Hart-Miller Island is an artificial island constructed from the severely eroded remnants of two islands in the Chesapeake Bay and millions of cubic yards of dredged material from the Bay?s shipping channels. The island is divided by a dike into two ?cells?. The north cell contains extensive mudflats, which attract some of the largest concentrations of migrating shorebirds in Maryland. The site is owned by the State of Maryland. The Maryland Environmental Service (MES) operates the dredged material placement facility for the Maryland Port Administration (MPA). The island is accessible only by boat and public access to most of the island is limited.
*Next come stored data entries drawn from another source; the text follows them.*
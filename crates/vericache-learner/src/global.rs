//! [`GlobalPatterns`]: aggregate access frequency across all users.

use std::collections::{HashMap, VecDeque};

/// Cutoff for hour-of-day ring pruning: 24 hours.
pub const HOUR_OF_DAY_CUTOFF_SECS: u64 = 24 * 3600;

/// Cutoff for day-of-week ring pruning: 7 days.
pub const DAY_OF_WEEK_CUTOFF_SECS: u64 = 7 * 24 * 3600;

/// Aggregate frequency tables by resource kind, operation, hour-of-day, and
/// day-of-week, each a bounded time-windowed ring of access timestamps.
#[derive(Debug, Default)]
pub struct GlobalPatterns {
    resource_kind: HashMap<String, VecDeque<u64>>,
    operation: HashMap<String, VecDeque<u64>>,
    hour_of_day: HashMap<u8, VecDeque<u64>>,
    day_of_week: HashMap<u8, VecDeque<u64>>,
}

impl GlobalPatterns {
    /// Creates an empty aggregate.
    pub fn new() -> Self {
        Self::default()
    }

    /// Records one access at `now` against every bucket.
    pub fn record(&mut self, now: u64, resource_kind: &str, operation: &str) {
        self.resource_kind
            .entry(resource_kind.to_string())
            .or_default()
            .push_back(now);
        self.operation
            .entry(operation.to_string())
            .or_default()
            .push_back(now);
        self.hour_of_day.entry(hour_of_day(now)).or_default().push_back(now);
        self.day_of_week.entry(day_of_week(now)).or_default().push_back(now);
    }

    /// Returns the number of recorded accesses for `resource_kind`.
    pub fn resource_kind_count(&self, resource_kind: &str) -> usize {
        self.resource_kind
            .get(resource_kind)
            .map(VecDeque::len)
            .unwrap_or(0)
    }

    /// Prunes entries older than `now - cutoff` from every bucket.
    /// Hour-of-day and day-of-week buckets use their own shorter cutoffs
    /// ([`HOUR_OF_DAY_CUTOFF_SECS`], [`DAY_OF_WEEK_CUTOFF_SECS`]) regardless
    /// of `cutoff`, matching spec.
    pub fn prune(&mut self, now: u64, cutoff: u64) {
        prune_buckets(&mut self.resource_kind, now, cutoff);
        prune_buckets(&mut self.operation, now, cutoff);
        prune_buckets(&mut self.hour_of_day, now, HOUR_OF_DAY_CUTOFF_SECS);
        prune_buckets(&mut self.day_of_week, now, DAY_OF_WEEK_CUTOFF_SECS);
    }
}

fn prune_buckets<K: std::hash::Hash + Eq + Clone>(
    buckets: &mut HashMap<K, VecDeque<u64>>,
    now: u64,
    window: u64,
) {
    let threshold = now.saturating_sub(window);
    for ring in buckets.values_mut() {
        while matches!(ring.front(), Some(oldest) if *oldest < threshold) {
            ring.pop_front();
        }
    }
    buckets.retain(|_, ring| !ring.is_empty());
}

fn hour_of_day(unix_timestamp: u64) -> u8 {
    ((unix_timestamp / 3600) % 24) as u8
}

fn day_of_week(unix_timestamp: u64) -> u8 {
    // Unix epoch (1970-01-01) was a Thursday: day index 4 in a Mon=0 week.
    (((unix_timestamp / 86_400) + 3) % 7) as u8
}

#[cfg(test)]
mod tests {
    use super::*;

    #[test]
    fn records_are_counted_per_resource_kind() {
        let mut global = GlobalPatterns::new();
        global.record(0, "verdict", "read");
        global.record(10, "verdict", "read");
        global.record(20, "team_membership", "read");

        assert_eq!(global.resource_kind_count("verdict"), 2);
        assert_eq!(global.resource_kind_count("team_membership"), 1);
    }

    #[test]
    fn prune_drops_entries_older_than_cutoff() {
        let mut global = GlobalPatterns::new();
        global.record(0, "verdict", "read");
        global.record(1_000_000, "verdict", "read");

        global.prune(1_000_000, 100);
        assert_eq!(global.resource_kind_count("verdict"), 1);
    }

    #[test]
    fn hour_of_day_bucket_uses_its_own_24h_cutoff() {
        let mut global = GlobalPatterns::new();
        global.record(0, "verdict", "read");
        // 25 hours later; hour-of-day ring should be pruned even with a
        // huge `cutoff` argument that wouldn't prune the other buckets.
        global.prune(25 * 3600, 10 * 365 * 24 * 3600);
        assert_eq!(global.hour_of_day.get(&0).map(VecDeque::len).unwrap_or(0), 0);
    }
}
Birders can visit the island on scheduled field trips organized by bird clubs affiliated to the Maryland Ornithological Society.

Ornithological Summary

Daily numbers of shorebirds regularly exceed 1,000 in Spring and Fall, and can top 10,000 in years when water levels are ideal. The most numerous shorebird species are Semipalmated Sandpiper, Lesser Yellowlegs, Least Sandpiper, and Semipalmated Plover. The mudflats also act as a roost site for significant numbers of migrating Caspian Terns; 300-600 are regularly present during both Spring and Fall. In 2004, three species of high conservation priority in Maryland and DC bred here in small numbers. These were: the coastal plain subspecies of Swamp Sparrow, listed by the DNR as In Need of Conservation in Maryland, Spotted Sandpiper, a rare species in the state, and Willow Flycatcher, an Audubon WatchList species in the Yellow category.